#### Problem details:
Whatever appears in the listing must be reproduced exactly.

#### Data extracts:
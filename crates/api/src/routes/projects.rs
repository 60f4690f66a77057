//! Route definitions for `/admin/projects` and project images.

use axum::routing::{get, put};
use axum::Router;
use vitrine_db::ContentTable;

use super::sortable;
use crate::handlers::projects;
use crate::state::AppState;

/// Routes mounted at `/admin/projects`.
///
/// ```text
/// GET    /                              -> list_projects (?category=&include_inactive=true)
/// POST   /                              -> create_project
/// GET    /{id}                          -> get_project (with images)
/// PUT    /{id}                          -> update_project
/// GET    /{id}/images                   -> list_images
/// POST   /{id}/images                   -> add_image
/// PUT    /{id}/images/reorder           -> reorder_images
/// PUT    /{id}/images/{image_id}        -> update_image
/// DELETE /{id}/images/{image_id}        -> delete_image
/// ```
///
/// Plus the [`sortable::router`] routes.
pub fn router() -> Router<AppState> {
    Router::new()
        .route("/", get(projects::list_projects).post(projects::create_project))
        .route(
            "/{id}",
            get(projects::get_project).put(projects::update_project),
        )
        .route(
            "/{id}/images",
            get(projects::list_images).post(projects::add_image),
        )
        .route("/{id}/images/reorder", put(projects::reorder_images))
        .route(
            "/{id}/images/{image_id}",
            put(projects::update_image).delete(projects::delete_image),
        )
        .merge(sortable::router(ContentTable::Projects))
}
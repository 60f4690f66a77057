//! Manual ordering of content rows (drag-and-drop reordering).
//!
//! Every sortable table stores an integer `sort_order`. The admin UI sends
//! either the complete new order of a table (after a drag-and-drop) or a
//! single "move this row to position N" request. Both are resolved here into
//! a dense, zero-based renumbering which the repository layer writes back in
//! one transaction.

use std::collections::HashSet;

use serde::Serialize;

use crate::error::CoreError;
use crate::types::DbId;

/// The `sort_order` value to write for a single row.
#[derive(Debug, Clone, Copy, PartialEq, Eq, Serialize)]
pub struct SortAssignment {
    pub id: DbId,
    pub sort_order: i32,
}

/// Check that `requested` names every id in `existing` exactly once.
///
/// `existing` is the set of live (non-deleted) rows in the table, in any
/// order. Errors list the offending ids so the client can resync.
pub fn validate_permutation(existing: &[DbId], requested: &[DbId]) -> Result<(), CoreError> {
    let mut seen = HashSet::with_capacity(requested.len());
    let mut duplicates: Vec<DbId> = requested
        .iter()
        .copied()
        .filter(|id| !seen.insert(*id))
        .collect();
    duplicates.sort_unstable();
    duplicates.dedup();
    if !duplicates.is_empty() {
        return Err(CoreError::Validation(format!(
            "Duplicate ids in order: {}",
            join_ids(&duplicates)
        )));
    }

    let known: HashSet<DbId> = existing.iter().copied().collect();

    let mut unknown: Vec<DbId> = requested
        .iter()
        .copied()
        .filter(|id| !known.contains(id))
        .collect();
    if !unknown.is_empty() {
        unknown.sort_unstable();
        return Err(CoreError::Validation(format!(
            "Unknown ids in order: {}",
            join_ids(&unknown)
        )));
    }

    let mut missing: Vec<DbId> = existing
        .iter()
        .copied()
        .filter(|id| !seen.contains(id))
        .collect();
    if !missing.is_empty() {
        missing.sort_unstable();
        return Err(CoreError::Validation(format!(
            "Order must include every item; missing ids: {}",
            join_ids(&missing)
        )));
    }

    Ok(())
}

/// Assign dense zero-based sort orders following the order of `ids`.
pub fn renumber(ids: &[DbId]) -> Vec<SortAssignment> {
    ids.iter()
        .enumerate()
        .map(|(index, &id)| SortAssignment {
            id,
            sort_order: index as i32,
        })
        .collect()
}

/// Move `id` to `to_index` within `ids`, shifting the rows in between.
///
/// `to_index` past the end moves the row to the last position.
pub fn move_item(ids: &[DbId], id: DbId, to_index: usize) -> Result<Vec<DbId>, CoreError> {
    let from = ids.iter().position(|&x| x == id).ok_or_else(|| {
        CoreError::Validation(format!("Item {id} is not part of this ordering"))
    })?;

    let mut reordered = ids.to_vec();
    let moved = reordered.remove(from);
    let target = to_index.min(reordered.len());
    reordered.insert(target, moved);
    Ok(reordered)
}

/// Sort order for a newly created row: one past the current maximum.
pub fn next_position(current_max: Option<i32>) -> i32 {
    current_max.map_or(0, |max| max.saturating_add(1))
}

fn join_ids(ids: &[DbId]) -> String {
    ids.iter()
        .map(ToString::to_string)
        .collect::<Vec<_>>()
        .join(", ")
}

#### Written answer:
filename crates/api/src/routes/projects.rs
repository 60f4690f66a77057
//! Route definitions for `/admin/projects` and project images.

use axum::routing::{get, put};
use axum::Router;
use vitrine_db::ContentTable;

use super::sortable;
use crate::handlers::projects;
use crate::state::AppState;

/// Routes mounted at `/admin/projects`.
///
/// ```text
/// GET    /                              -> list_projects (?category=&include_inactive=true)
/// POST   /                              -> create_project
/// GET    /{id}                          -> get_project (with images)
/// PUT    /{id}                          -> update_project
/// GET    /{id}/images                   -> list_images
/// POST   /{id}/images                   -> add_image
/// PUT    /{id}/images/reorder           -> reorder_images
/// PUT    /{id}/images/{image_id}        -> update_image
/// DELETE /{id}/images/{image_id}        -> delete_image
/// ```
///
/// Plus the [`sortable::router`] routes.
pub fn router() -> Router<AppState> {
    Router::new()
        .route("/", get(projects::list_projects).post(projects::create_project))
        .route(
            "/{id}",
            get(projects::get_project).put(projects::update_project),
        )
        .route(
            "/{id}/images",
            get(projects::list_images).post(projects::add_image),
        )
        .route("/{id}/images/reorder", put(projects::reorder_images))
        .route(
            "/{id}/images/{image_id}",
            put(projects::update_image).delete(projects::delete_image),
        )
        .merge(sortable::router(ContentTable::Projects))
}
repository 60f4690f66a77057
//! Manual ordering of content rows (drag-and-drop reordering).
//!
//! Every sortable table stores an integer `sort_order`. The admin UI sends
//! either the complete new order of a table (after a drag-and-drop) or a
//! single "move this row to position N" request. Both are resolved here into
//! a dense, zero-based renumbering which the repository layer writes back in
//! one transaction.

use std::collections::HashSet;

use serde::Serialize;

use crate::error::CoreError;
use crate::types::DbId;

/// The `sort_order` value to write for a single row.
#[derive(Debug, Clone, Copy, PartialEq, Eq, Serialize)]
pub struct SortAssignment {
    pub id: DbId,
    pub sort_order: i32,
}

/// Check that `requested` names every id in `existing` exactly once.
///
/// `existing` is the set of live (non-deleted) rows in the table, in any
/// order. Errors list the offending ids so the client can resync.
pub fn validate_permutation(existing: &[DbId], requested: &[DbId]) -> Result<(), CoreError> {
    let mut seen = HashSet::with_capacity(requested.len());
    let mut duplicates: Vec<DbId> = requested
        .iter()
        .copied()
        .filter(|id| !seen.insert(*id))
        .collect();
    duplicates.sort_unstable();
    duplicates.dedup();
    if !duplicates.is_empty() {
        return Err(CoreError::Validation(format!(
            "Duplicate ids in order: {}",
            join_ids(&duplicates)
        )));
    }

    let known: HashSet<DbId> = existing.iter().copied().collect();

    let mut unknown: Vec<DbId> = requested
        .iter()
        .copied()
        .filter(|id| !known.contains(id))
        .collect();
    if !unknown.is_empty() {
        unknown.sort_unstable();
        return Err(CoreError::Validation(format!(
            "Unknown ids in order: {}",
            join_ids(&unknown)
        )));
    }

    let mut missing: Vec<DbId> = existing
        .iter()
        .copied()
        .filter(|id| !seen.contains(id))
        .collect();
    if !missing.is_empty() {
        missing.sort_unstable();
        return Err(CoreError::Validation(format!(
            "Order must include every item; missing ids: {}",
            join_ids(&missing)
        )));
    }

    Ok(())
}

/// Assign dense zero-based sort orders following the order of `ids`.
pub fn renumber(ids: &[DbId]) -> Vec<SortAssignment> {
    ids.iter()
        .enumerate()
        .map(|(index, &id)| SortAssignment {
            id,
            sort_order: index as i32,
        })
        .collect()
}

/// Move `id` to `to_index` within `ids`, shifting the rows in between.
///
/// `to_index` past the end moves the row to the last position.
pub fn move_item(ids: &[DbId], id: DbId, to_index: usize) -> Result<Vec<DbId>, CoreError> {
    let from = ids.iter().position(|&x| x == id).ok_or_else(|| {
        CoreError::Validation(format!("Item {id} is not part of this ordering"))
    })?;

    let mut reordered = ids.to_vec();
    let moved = reordered.remove(from);
    let target = to_index.min(reordered.len());
    reordered.insert(target, moved);
    Ok(reordered)
}

/// Sort order for a newly created row: one past the current maximum.
pub fn next_position(current_max: Option<i32>) -> i32 {
    current_max.map_or(0, |max| max.saturating_add(1))
}

fn join_ids(ids: &[DbId]) -> String {
    ids.iter()
        .map(ToString::to_string)
        .collect::<Vec<_>>()
        .join(", ")
}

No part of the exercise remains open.